■ **Given entries**
•••••

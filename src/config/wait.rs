use std::str::FromStr;
use std::time::Duration;

use serde::Deserialize;

/// Min/max quiescence bounds applied between a change burst and the
/// render it triggers. The render fires at `min(t_last + min, t0 + max)`
/// where `t0` is the first pending change and `t_last` the most recent.
#[derive(Debug, Deserialize, Clone, Copy, Default, PartialEq, Eq)]
pub struct WaitConfig {
    #[serde(default, deserialize_with = "de_duration")]
    pub min: Duration,
    #[serde(default, deserialize_with = "de_duration")]
    pub max: Duration,
}

impl WaitConfig {
    pub fn is_active(&self) -> bool {
        self.min > Duration::ZERO
    }
}

impl FromStr for WaitConfig {
    type Err = String;

    /// Parses `"<min>"` or `"<min>:<max>"`. With only a minimum, the
    /// maximum defaults to four times it.
    fn from_str(s: &str) -> Result<Self, String> {
        if s.trim().is_empty() {
            return Err("cannot specify empty wait interval".to_string());
        }
        let parts: Vec<&str> = s.split(':').collect();
        let (min, max) = match parts.as_slice() {
            [min] => {
                let min = parse_duration(min.trim())?;
                (min, min * 4)
            }
            [min, max] => (parse_duration(min.trim())?, parse_duration(max.trim())?),
            _ => return Err("invalid wait interval format".to_string()),
        };
        if max < min {
            return Err("wait interval max must be larger than min".to_string());
        }
        Ok(WaitConfig { min, max })
    }
}

fn de_duration<'de, D: serde::Deserializer<'de>>(d: D) -> Result<Duration, D::Error> {
    let s = String::deserialize(d)?;
    parse_duration(&s).map_err(serde::de::Error::custom)
}

/// Go-style duration strings: a sequence of `<decimal><unit>` terms
/// where unit is one of `ns`, `us`, `ms`, `s`, `m`, `h`. Negative
/// durations are rejected, there is nothing to wait backwards for.
pub fn parse_duration(s: &str) -> Result<Duration, String> {
    let s = s.trim();
    if s.starts_with('-') {
        return Err(format!("cannot specify a negative duration: {:?}", s));
    }
    if s.is_empty() {
        return Err("empty duration".to_string());
    }
    if s == "0" {
        return Ok(Duration::ZERO);
    }

    let mut total = Duration::ZERO;
    let mut rest = s;
    while !rest.is_empty() {
        let digits_end = rest
            .find(|c: char| !c.is_ascii_digit() && c != '.')
            .ok_or_else(|| format!("missing unit in duration {:?}", s))?;
        if digits_end == 0 {
            return Err(format!("invalid duration {:?}", s));
        }
        let number: f64 = rest[..digits_end]
            .parse()
            .map_err(|_| format!("invalid duration {:?}", s))?;
        let unit_end = rest[digits_end..]
            .find(|c: char| c.is_ascii_digit())
            .map(|i| digits_end + i)
            .unwrap_or(rest.len());
        let unit = &rest[digits_end..unit_end];
        let scale = match unit {
            "ns" => 1e-9,
            "us" | "µs" => 1e-6,
            "ms" => 1e-3,
            "s" => 1.0,
            "m" => 60.0,
            "h" => 3600.0,
            _ => return Err(format!("unknown unit {:?} in duration {:?}", unit, s)),
        };
        total += Duration::from_secs_f64(number * scale);
        rest = &rest[unit_end..];
    }
    Ok(total)
}

#[cfg(test)]
mod wait_test {
    use super::*;

    #[test]
    fn test_parse_min_and_max() {
        let w: WaitConfig = "10s:20s".parse().unwrap();
        assert_eq!(w.min, Duration::from_secs(10));
        assert_eq!(w.max, Duration::from_secs(20));
    }

    #[test]
    fn test_parse_min_only_defaults_max() {
        let w: WaitConfig = "10s".parse().unwrap();
        assert_eq!(w.min, Duration::from_secs(10));
        assert_eq!(w.max, Duration::from_secs(40));
    }

    #[test]
    fn test_parse_rejects_bad_input() {
        assert!("".parse::<WaitConfig>().is_err());
        assert!("  ".parse::<WaitConfig>().is_err());
        assert!("10s:5s".parse::<WaitConfig>().is_err());
        assert!("-10s".parse::<WaitConfig>().is_err());
        assert!("1s:2s:3s".parse::<WaitConfig>().is_err());
        assert!("banana".parse::<WaitConfig>().is_err());
    }

    #[test]
    fn test_parse_duration_units() {
        assert_eq!(parse_duration("250ms").unwrap(), Duration::from_millis(250));
        assert_eq!(parse_duration("1m30s").unwrap(), Duration::from_secs(90));
        assert_eq!(parse_duration("2h").unwrap(), Duration::from_secs(7200));
        assert_eq!(parse_duration("0").unwrap(), Duration::ZERO);
        assert_eq!(parse_duration("1.5s").unwrap(), Duration::from_millis(1500));
        assert!(parse_duration("5").is_err());
        assert!(parse_duration("5parsecs").is_err());
    }
}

•••••

■ **Goal of the exercise**
Please give the number of lines above that hold the word "cannot", and only that number.

■ **Exercise answer**
2